The Centers for Disease Control and Prevention says schools should adjust plans based on how many coronavirus cases are in the community. Schools with little transmission may be able to go back to the classroom, but with more sanitation efforts and no sports events. For communities with high levels of spread, the CDC says stronger measures are needed, like staggered arrivals and dismissals, kids staying in one classroom, or all-remote education. However, Vice President Mike Pence said this week that CDC guidance should not dictate whether schools open for in-classroom instruction.
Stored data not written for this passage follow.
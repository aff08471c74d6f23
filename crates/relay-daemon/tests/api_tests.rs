// SPDX-License-Identifier: MIT OR Apache-2.0
//! Edge-level tests: health, validation, the feature gate, and restart
//! durability of the underlying store.

use axum::body::Body;
use axum::http::{Request, StatusCode};
use http_body_util::BodyExt;
use relay_adapters::AdapterManager;
use relay_bus::SubscriptionBus;
use relay_config::RelayConfig;
use relay_daemon::{AppState, build_app, build_disabled_app};
use relay_engine::RelayEngine;
use relay_store::Store;
use std::path::Path;
use std::sync::Arc;
use std::time::{Duration, Instant};
use tower::ServiceExt;

fn state_with_store(store: Store) -> Arc<AppState> {
    let bus = SubscriptionBus::new(Duration::from_millis(250));
    let engine = RelayEngine::new(&store, bus);
    let manager = AdapterManager::new(engine.clone(), &store);
    Arc::new(AppState {
        config: RelayConfig::default(),
        store,
        engine,
        manager,
        started_at: Instant::now(),
    })
}

fn test_state() -> Arc<AppState> {
    state_with_store(Store::open_in_memory().unwrap())
}

async fn get_json(app: &axum::Router, uri: &str) -> (StatusCode, serde_json::Value) {
    let resp = app
        .clone()
        .oneshot(Request::builder().uri(uri).body(Body::empty()).unwrap())
        .await
        .unwrap();
    let status = resp.status();
    let bytes = resp.into_body().collect().await.unwrap().to_bytes();
    let json = serde_json::from_slice(&bytes).unwrap_or(serde_json::Value::Null);
    (status, json)
}

#[tokio::test]
async fn health_returns_ok() {
    let app = build_app(test_state());
    let (status, json) = get_json(&app, "/health").await;
    assert_eq!(status, StatusCode::OK);
    assert_eq!(json["status"], "ok");
    assert_eq!(json["version"], relay_core::CONTRACT_VERSION);
}

#[tokio::test]
async fn request_id_header_is_set() {
    let app = build_app(test_state());
    let resp = app
        .oneshot(Request::builder().uri("/health").body(Body::empty()).unwrap())
        .await
        .unwrap();
    assert!(resp.headers().contains_key("x-request-id"));
}

#[tokio::test]
async fn malformed_publish_bodies_are_structured_400s() {
    let app = build_app(test_state());

    for body in [
        serde_json::json!({"payload": {}, "from": "relay.a.b"}),
        serde_json::json!({"subject": "relay.a.b", "payload": {}}),
        serde_json::json!({"subject": "relay.a.b", "payload": {}, "from": "relay.a.c", "nope": 1}),
    ] {
        let resp = app
            .clone()
            .oneshot(
                Request::builder()
                    .method("POST")
                    .uri("/messages")
                    .header("content-type", "application/json")
                    .body(Body::from(body.to_string()))
                    .unwrap(),
            )
            .await
            .unwrap();
        assert_eq!(resp.status(), StatusCode::BAD_REQUEST);
        let bytes = resp.into_body().collect().await.unwrap().to_bytes();
        let json: serde_json::Value = serde_json::from_slice(&bytes).unwrap();
        assert!(json["code"].is_string());
        assert!(json["error"].is_string());
    }
}

#[tokio::test]
async fn bad_status_filter_is_400() {
    let app = build_app(test_state());
    let (status, json) = get_json(&app, "/messages?status=exploded").await;
    assert_eq!(status, StatusCode::BAD_REQUEST);
    assert_eq!(json["code"], "INVALID_REQUEST");
}

#[tokio::test]
async fn inbox_of_unknown_endpoint_is_404() {
    let app = build_app(test_state());
    let (status, json) = get_json(&app, "/endpoints/relay.ghost.x/inbox").await;
    assert_eq!(status, StatusCode::NOT_FOUND);
    assert_eq!(json["code"], "NOT_FOUND");
}

#[tokio::test]
async fn disabled_router_answers_503() {
    let app = build_disabled_app();
    let (status, json) = get_json(&app, "/messages").await;
    assert_eq!(status, StatusCode::SERVICE_UNAVAILABLE);
    assert_eq!(json["code"], "FEATURE_DISABLED");
}

#[tokio::test]
async fn endpoints_and_messages_survive_restart() {
    let dir = tempfile::tempdir().unwrap();
    let path = dir.path().join("relay.db");

    {
        let app = build_app(state_with_store(Store::open(Path::new(&path)).unwrap()));
        let resp = app
            .clone()
            .oneshot(
                Request::builder()
                    .method("POST")
                    .uri("/endpoints")
                    .header("content-type", "application/json")
                    .body(Body::from(r#"{"subject":"relay.agent.a"}"#))
                    .unwrap(),
            )
            .await
            .unwrap();
        assert_eq!(resp.status(), StatusCode::CREATED);

        let resp = app
            .oneshot(
                Request::builder()
                    .method("POST")
                    .uri("/messages")
                    .header("content-type", "application/json")
                    .body(Body::from(
                        r#"{"subject":"relay.agent.a","payload":{"x":1},"from":"relay.human.console"}"#,
                    ))
                    .unwrap(),
            )
            .await
            .unwrap();
        assert_eq!(resp.status(), StatusCode::OK);
    }

    // A fresh process over the same file sees both.
    let app = build_app(state_with_store(Store::open(Path::new(&path)).unwrap()));
    let (status, endpoints) = get_json(&app, "/endpoints").await;
    assert_eq!(status, StatusCode::OK);
    assert_eq!(endpoints.as_array().unwrap().len(), 1);

    let (_, page) = get_json(&app, "/messages").await;
    assert_eq!(page["messages"].as_array().unwrap().len(), 1);
    assert_eq!(page["messages"][0]["status"], "delivered");
}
Joining Ira to talk about what to consider in back-to-school plans are Pedro Noguera, dean of the Rossier School of Education at the University of Southern California in Los Angeles, and Laura Fuchs, a high school history teacher and secretary of the Washington Teachers’ Union in Washington, D.C.
In just a few weeks, NASA is scheduled to launch its newest rover in the direction of Mars. Perseverance, the formal name for the Mars 2020 mission’s rover, is now safely at Cape Canaveral, strapped to its Atlas V rocket, waiting only for the launch window to open.
If all goes well, Perseverance will begin roving Mars next February. Once on Mars, it will join its cousin Curiosity in combing through the dust and rocks of the red planet—but where Curiosity hunts inside a meteor crater for water and other signs of suitability for life, Perseverance will scour an ancient river delta for the traces left by potential microscopic life.
Ira talks to two Perseverance masterminds, deputy project scientist Katie Stack Morgan and aerospace engineer Diana Trujillo, about the challenges of building for space exploration, and what it takes to conduct science experiments 70 million miles from Earth.